|Title||The Author-Function, The Genre Function, and The Rhetoric of Scholarly Webtexts|
|Publication Type||Journal Article|
|Year of Publication||2011|
|Journal||Computers and Composition|
In this article, I compare Michel Foucault's (1994) author-function and Anis Bawarshi's (2000) genre function as explanations for the use, categorization, and value of scholarly webtexts. I focus much of my analysis on Anne Frances Wysocki's (2002) “A Bookling Monument” because it is explicitly designed to destabilize our reading practices.
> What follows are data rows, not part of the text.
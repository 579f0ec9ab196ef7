use argon2::{
    password_hash::{rand_core::OsRng, PasswordHash, PasswordHasher, PasswordVerifier, SaltString},
    Argon2,
};

use crate::errors::AppError;

pub fn hash_password(password: &str) -> Result<String, AppError> {
    let hash = Argon2::default()
        .hash_password(password.as_bytes(), &SaltString::generate(&mut OsRng))
        .map_err(|e| {
            log::error!("Failed to hash password: {}", e);
            AppError::Password(e.to_string())
        })?
        .to_string();
    Ok(hash)
}

pub fn verify_password(provided: &str, stored_hash: &str) -> bool {
    let Ok(parsed) = PasswordHash::new(stored_hash) else {
        log::warn!("Stored password hash is not parseable");
        return false;
    };
    Argon2::default()
        .verify_password(provided.as_bytes(), &parsed)
        .is_ok()
}
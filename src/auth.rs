use actix_identity::Identity;
use actix_session::Session;
use actix_web::HttpResponse;
use serde::{Deserialize, Serialize};
use serde_json::json;

use crate::structs::Role;

const USERNAME_KEY: &str = "username";
const ROLE_KEY: &str = "role";
const FLASH_KEY: &str = "_flash";

/// The request-scoped identity: user id from the actix-identity cookie,
/// username and role from the session established at login.
#[derive(Debug, Clone, Serialize)]
pub struct SessionUser {
    pub id: i64,
    pub username: String,
    pub role: Role,
}

#[derive(Debug, Clone, Serialize, Deserialize)]
pub struct Flash {
    pub level: String,
    pub message: String,
}

/// Store username and role next to the identity cookie written by
/// `Identity::login`; together they make up the session.
pub fn establish(
    session: &Session,
    username: &str,
    role: Role,
) -> Result<(), actix_session::SessionInsertError> {
    session.insert(USERNAME_KEY, username)?;
    session.insert(ROLE_KEY, role)?;
    Ok(())
}

pub fn current(identity: &Option<Identity>, session: &Session) -> Option<SessionUser> {
    let id = identity
        .as_ref()
        .and_then(|id| id.id().ok())
        .and_then(|id| id.parse::<i64>().ok())?;
    let username = session.get::<String>(USERNAME_KEY).ok().flatten()?;
    let role = session.get::<Role>(ROLE_KEY).ok().flatten()?;
    Some(SessionUser { id, username, role })
}

/// Gate for page routes. On a missing session or role mismatch the caller
/// gets a ready-made redirect to the login page carrying a flash message.
pub fn require(
    identity: &Option<Identity>,
    session: &Session,
    role: Role,
) -> Result<SessionUser, HttpResponse> {
    match current(identity, session) {
        Some(user) if user.role == role => Ok(user),
        _ => {
            flash(session, "danger", "You must be logged in to view this page.");
            Err(see_other("/login"))
        }
    }
}

/// Gate for the JSON analytics endpoints: 401 without a session, 403 on a
/// role mismatch, both with an `{"error": ...}` body.
pub fn require_api(
    identity: &Option<Identity>,
    session: &Session,
    role: Role,
) -> Result<SessionUser, HttpResponse> {
    match current(identity, session) {
        Some(user) if user.role == role => Ok(user),
        Some(_) => Err(HttpResponse::Forbidden().json(json!({ "error": "Not authorized" }))),
        None => Err(HttpResponse::Unauthorized().json(json!({ "error": "Not authenticated" }))),
    }
}

/// Queue a message for the next rendered page.
pub fn flash(session: &Session, level: &str, message: &str) {
    let mut pending: Vec<Flash> = session.get(FLASH_KEY).ok().flatten().unwrap_or_default();
    pending.push(Flash {
        level: level.to_owned(),
        message: message.to_owned(),
    });
    if let Err(e) = session.insert(FLASH_KEY, pending) {
        log::warn!("Failed to store flash message: {}", e);
    }
}

/// Drain queued messages; rendering consumes them exactly once.
pub fn take_flashes(session: &Session) -> Vec<Flash> {
    let pending: Vec<Flash> = session.get(FLASH_KEY).ok().flatten().unwrap_or_default();
    session.remove(FLASH_KEY);
    pending
}

pub fn see_other(location: &str) -> HttpResponse {
    HttpResponse::SeeOther()
        .append_header(("Location", location.to_owned()))
        .finish()
}
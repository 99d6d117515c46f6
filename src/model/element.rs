//! Graph elements: typed nodes with embedded edge lists.

use super::attributes::Attributes;
use super::identifiers::{EdgeName, EdgeRef, NodeId, NodeKind};
use clap::ValueEnum;
use indexmap::IndexMap;
use schemars::JsonSchema;
use serde::ser::SerializeMap;
use serde::{Deserialize, Serialize, Serializer};
use serde_json::{Map, Value};

/// Key of the kind tag in an output record.
pub const TYPE_KEY: &str = "__type";

/// Key of the nested attribute mapping in [`RecordLayout::Nested`] records.
pub const ATTRIBUTES_KEY: &str = "attributes";

/// How attributes are placed in an output record.
#[derive(
    Debug, Clone, Copy, Default, PartialEq, Eq, ValueEnum, Serialize, Deserialize, JsonSchema,
)]
#[serde(rename_all = "lowercase")]
pub enum RecordLayout {
    /// Attributes live under an `attributes` sub-mapping
    #[default]
    Nested,
    /// Attributes are merged into the top level of the record
    #[value(alias = "flat")]
    Inline,
}

impl std::str::FromStr for RecordLayout {
    type Err = String;

    fn from_str(s: &str) -> Result<Self, Self::Err> {
        match s.to_lowercase().as_str() {
            "nested" => Ok(Self::Nested),
            "inline" | "flat" => Ok(Self::Inline),
            other => Err(format!("unknown record layout '{other}' (expected nested or inline)")),
        }
    }
}

/// One node of the projected graph.
///
/// Relationships are carried as named lists of [`EdgeRef`]s on the source
/// node rather than as standalone edge objects. Targets are not required to
/// exist among the elements of the same document.
#[derive(Debug, Clone, PartialEq)]
pub struct GraphElement {
    kind: NodeKind,
    id: NodeId,
    attributes: Attributes,
    edges: IndexMap<EdgeName, Vec<EdgeRef>>,
}

impl GraphElement {
    /// Create a node of `kind` identified by `key`, with no attributes or edges.
    pub fn new(kind: NodeKind, key: impl AsRef<str>) -> Self {
        Self {
            kind,
            id: NodeId::new(kind, key),
            attributes: Attributes::new(),
            edges: IndexMap::new(),
        }
    }

    /// Set the attribute mapping.
    #[must_use]
    pub fn with_attributes(mut self, attributes: Attributes) -> Self {
        self.attributes = attributes;
        self
    }

    #[must_use]
    pub const fn kind(&self) -> NodeKind {
        self.kind
    }

    #[must_use]
    pub const fn id(&self) -> &NodeId {
        &self.id
    }

    #[must_use]
    pub const fn attributes(&self) -> &Attributes {
        &self.attributes
    }

    /// Mutable access for projectors while the node is still being built.
    pub fn attributes_mut(&mut self) -> &mut Attributes {
        &mut self.attributes
    }

    #[must_use]
    pub const fn edges(&self) -> &IndexMap<EdgeName, Vec<EdgeRef>> {
        &self.edges
    }

    /// Edge list stored under `name`, if the node carries one.
    #[must_use]
    pub fn edge_list(&self, name: EdgeName) -> Option<&[EdgeRef]> {
        self.edges.get(&name).map(Vec::as_slice)
    }

    /// Make sure an edge list named `name` exists, even if it stays empty.
    pub fn ensure_edge_list(&mut self, name: EdgeName) {
        self.edges.entry(name).or_default();
    }

    /// Append an edge to `target_kind`/`target_key` under `name`.
    pub fn add_edge(
        &mut self,
        name: EdgeName,
        target_kind: NodeKind,
        target_key: impl AsRef<str>,
    ) {
        self.edges
            .entry(name)
            .or_default()
            .push(EdgeRef::new(target_kind, target_key));
    }

    /// Total number of edges across all lists.
    #[must_use]
    pub fn edge_count(&self) -> usize {
        self.edges.values().map(Vec::len).sum()
    }

    /// Render the node as a loader record.
    ///
    /// Records always carry `__type`, the kind-specific id field and every
    /// edge list. With [`RecordLayout::Inline`], attribute keys that clash with
    /// those reserved keys are dropped.
    #[must_use]
    pub fn to_record(&self, layout: RecordLayout) -> Map<String, Value> {
        let mut record = Map::new();
        record.insert(TYPE_KEY.to_string(), Value::from(self.kind.label()));
        record.insert(
            self.kind.id_field().to_string(),
            Value::from(self.id.as_str()),
        );

        for (name, refs) in &self.edges {
            let list = refs
                .iter()
                .map(|r| {
                    let mut entry = Map::new();
                    entry.insert("__toId".to_string(), Value::from(r.to_id.as_str()));
                    Value::Object(entry)
                })
                .collect();
            record.insert(name.as_str().to_string(), Value::Array(list));
        }

        match layout {
            RecordLayout::Nested => {
                let attributes: Map<String, Value> = self
                    .attributes
                    .iter()
                    .map(|(k, v)| (k.clone(), v.clone()))
                    .collect();
                record.insert(ATTRIBUTES_KEY.to_string(), Value::Object(attributes));
            }
            RecordLayout::Inline => {
                for (key, value) in &self.attributes {
                    if record.contains_key(key) {
                        tracing::debug!(
                            "Dropping attribute '{}' of {}: clashes with a reserved record key",
                            key,
                            self.id
                        );
                        continue;
                    }
                    record.insert(key.clone(), value.clone());
                }
            }
        }

        record
    }
}

impl Serialize for GraphElement {
    fn serialize<S: Serializer>(&self, serializer: S) -> Result<S::Ok, S::Error> {
        let record = self.to_record(RecordLayout::Nested);
        let mut map = serializer.serialize_map(Some(record.len()))?;
        for (key, value) in &record {
            map.serialize_entry(key, value)?;
        }
        map.end()
    }
}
I also situate Wysocki's webtext along a spectrum with Charles Lowe's (2004) “Copyright, Access, and Digital Texts” and Collin Gifford Brooke's (2002) “Perspective: Notes Toward the Remediation of Style.” In using the author-function and the genre function as lenses on these pieces, I aim to articulate multiple possible modes of being for scholarly webtexts and their users. In the process, I illustrate the ways these concepts speak to the status and social function of authorial ownership and originality; multimodal complexity; and formal reflexivity. Ultimately, I argue that bringing traditional concepts like authorship and genre to bear on scholarly webtexts not only reveals the values of the Computers and Writing community but also presents a unique opportunity to continue testing the uses and limits of our rhetorical theories.